A mistake like this at home means a flooded basement. A mistake like this on the job means lacerations and lost time; not to mention how costly it is to the company and to the injured employee, who was not wearing the correct hand protection for his or her particular job.
Now we all certainly hope that no one in our industry is as clueless about hand protection as the person described above; however the “wrong glove for that job syndrome” is more prevalent than one might think and is certainly not something to be taken lightly.
In this day and age, most users have become highly educated in existing glove technologies, and any profitable company realizes that a cotton or leather glove does not provide adequate protection for every job. What many end users may not realize is that more and more glove manufacturers are focusing on application-specific hand protection solutions, rather than broad-based “one size fits most” designs.
The glove industry is doing more and more to provide solutions that meet very specific criteria. Innovation and technology have shown us that what works in one automobile plant in the welding department, may not be the correct type of glove for a different automobile plant’s stamping operation and vice versa.
A 20-gallon hot water tank will never keep a family of five happy with enough warm water in the morning, and the same correlation holds true for hand protection. Entire niches are being carved out within the industry, focusing on job-specific hand protection that has in turn acted as a much needed catalyst to improving workplace safety.
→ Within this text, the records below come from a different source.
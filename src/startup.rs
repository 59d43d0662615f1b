use crate::configuration::{Configuration, DatabaseConfigs};
use crate::repository::{CommentStore, PgCommentStore};
use crate::routes::{comment_routes, health_check};
use actix_web::dev::Server;
use actix_web::{App, HttpServer, web};
use anyhow::Context;
use sqlx::PgPool;
use sqlx::postgres::PgPoolOptions;
use std::net::TcpListener;
use tracing_actix_web::TracingLogger;

pub struct Application {
    port: u16,
    server: Server,
}

impl Application {
    pub async fn build(config: Configuration) -> Result<Self, anyhow::Error> {
        let connection_pool = get_connection_pool(&config.database);
        let store = PgCommentStore::new(connection_pool);

        let address = format!("{}:{}", config.application.host, config.application.port);
        let listener = TcpListener::bind(address)
            .with_context(|| "Failed to bind TCP listener for application")?;
        let port = listener
            .local_addr()
            .with_context(|| "Failed to read local address of TCP listener")?
            .port();
        let server = run(listener, store).context("Failed to run Actix web server")?;

        Ok(Self { port, server })
    }

    pub fn port(&self) -> u16 {
        self.port
    }

    pub async fn run_until_stopped(self) -> Result<(), anyhow::Error> {
        self.server.await.context("Server stopped with an error")
    }
}

// Connections are opened on first use; waiting for one is bounded by `acquire_timeout`
pub fn get_connection_pool(config: &DatabaseConfigs) -> PgPool {
    PgPoolOptions::new()
        .acquire_timeout(config.acquire_timeout())
        .connect_lazy_with(config.connect_options())
}

/// Starts serving on `tcp_listener` with `store` behind the comment routes.
pub fn run<S: CommentStore>(tcp_listener: TcpListener, store: S) -> Result<Server, anyhow::Error> {
    let store = web::Data::new(store);

    let server = HttpServer::new(move || {
        App::new()
            .wrap(TracingLogger::default())
            .configure(configure_routes::<S>)
            .app_data(store.clone())
    })
    .listen(tcp_listener)
    .with_context(|| "Failed to bind Actix server to TCP listener")?
    .run();

    Ok(server)
}

pub fn configure_routes<S: CommentStore>(cfg: &mut web::ServiceConfig) {
    // Registered before `/{id}` so it is not read as a groomer id
    cfg.route("/health_check", web::get().to(health_check))
        .configure(comment_routes::<S>);
}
Traditionally, politics and unit cost sometimes played a large role in hand protection selection criteria; however the glove industry has evolved over time to allow for effective solutions to be very cost-effective and very application specific.
The development focus has not solely been on the actual job that is taking place, but also on the reported and recordable injuries that have occurred in the past in that particular application. This information is effectively used to design and structure more effective glove styles that help reduce instances of worker hand injuries and increase production and profitability.
For instance, injuries classified as lacerations or cuts are very commonly misinterpreted as product failure. Research and development has shown that, in many cases, it can be either a tear or an abrasion that has caused the failure in said product, which contributed to the laceration injury. With this knowledge, glove manufacturers can aid end users in tailoring a glove that fits their needs and offers the best protection from the hazards present in that particular job.
Work closely with your partners to get the right solution for your application. Understand the protection level needed for your employees, pay attention to the details and demand that your hand protection supplier does the same. Protect those hardworking hands of America correctly — and see why the right glove for the right job is so important.